Comment réagit-on face à votre indignation ?
Trop souvent, on laisse entendre que la fraude sociale est le fait de chômeurs ou de précaires truquant leur dossier. Dans le rapport, je donne les chiffres officiels : cette fraude des chômeurs et des précaires représente 0,02 % des déficits de l’assurance maladie. Il y a évidemment un discours idéologique stigmatisant. D’autant plus que les gens sont seuls et ne savent pas à qui s’adresser parce qu’on a supprimé des guichets de proximité.
Peut-on parler d’un recul de l’accès aux droits des plus démunis ?

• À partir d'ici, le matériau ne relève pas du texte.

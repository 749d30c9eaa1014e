use utoipa::OpenApi;
use utoipa::ToSchema;

#[derive(ToSchema)]
pub struct HealthResponse { pub status: String }

#[derive(ToSchema)]
pub struct ErrorDoc {
    /// Stable code such as `INVALID_DISTANCE` or `NOT_FOUND`
    pub error: String,
    pub message: String,
    /// Present on `INVALID_STATE` only
    pub allowed: Option<Vec<String>>,
}

#[derive(ToSchema)]
pub struct AckDoc { pub ok: bool }

#[derive(ToSchema)]
pub struct SpotDoc {
    pub id: String,
    pub label: String,
    /// `FREE` or `OCCUPIED`
    pub status: String,
    pub distance: Option<f64>,
    pub threshold: Option<f64>,
    pub debounce: Option<i64>,
    pub updated_at: String,
}

#[derive(ToSchema)]
pub struct CreateSpotDoc {
    pub id: String,
    /// Defaults to `id`
    pub label: Option<String>,
    pub distance: Option<f64>,
    pub threshold: Option<f64>,
    pub debounce: Option<i64>,
}

/// Omitted fields keep their stored value; `null` clears them.
#[derive(ToSchema)]
pub struct UpdateSpotStatusDoc {
    pub status: String,
    pub distance: Option<f64>,
    pub threshold: Option<f64>,
    pub debounce: Option<i64>,
}

#[derive(ToSchema)]
pub struct SpotStatusDoc { pub status: String }

#[derive(ToSchema)]
pub struct AvailableSpotDoc { pub id: String }

#[derive(ToSchema)]
pub struct ParkingSummaryDoc { pub total: u64, pub free: u64, pub occupied: u64 }

#[derive(ToSchema)]
pub struct BarrierDoc {
    /// `OPENING`, `OPENED`, `CLOSING` or `CLOSED`
    pub state: String,
    pub updated_at: String,
}

#[derive(ToSchema)]
pub struct SetBarrierStateDoc { pub state: String }

#[derive(ToSchema)]
pub struct BarrierWrittenDoc { pub ok: bool, pub id: String, pub state: String, pub updated_at: String }

#[derive(OpenApi)]
#[openapi(
    paths(
        crate::routes::health,
        crate::routes::places::list,
        crate::routes::places::create,
        crate::routes::places::get,
        crate::routes::places::get_status,
        crate::routes::places::update_status,
        crate::routes::places::delete,
        crate::routes::parking::available,
        crate::routes::parking::summary,
        crate::routes::barrier::get,
        crate::routes::barrier::set_state,
    ),
    components(
        schemas(
            HealthResponse,
            ErrorDoc,
            AckDoc,
            SpotDoc,
            CreateSpotDoc,
            UpdateSpotStatusDoc,
            SpotStatusDoc,
            AvailableSpotDoc,
            ParkingSummaryDoc,
            BarrierDoc,
            SetBarrierStateDoc,
            BarrierWrittenDoc,
        )
    ),
    tags(
        (name = "health"),
        (name = "places"),
        (name = "parking"),
        (name = "barrier")
    )
)]
pub struct ApiDoc;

Les efforts portés par les milieux associatifs, les réseaux de logement, les professionnels du transport et de la santé, les travailleurs sociaux et les élus locaux sont atomisés. Ils doivent longuement négocier pour être reconnus et obtenir des moyens. Leurs initiatives ne sont pas considérées comme des réponses au problème de l’application des lois. Les pouvoirs devraient les aider et les consolider plutôt que de renégocier chaque année leur budget à la baisse.
[^2]: Selon l’Insee et le rapport d’activité du Fonds CMU pour 2009.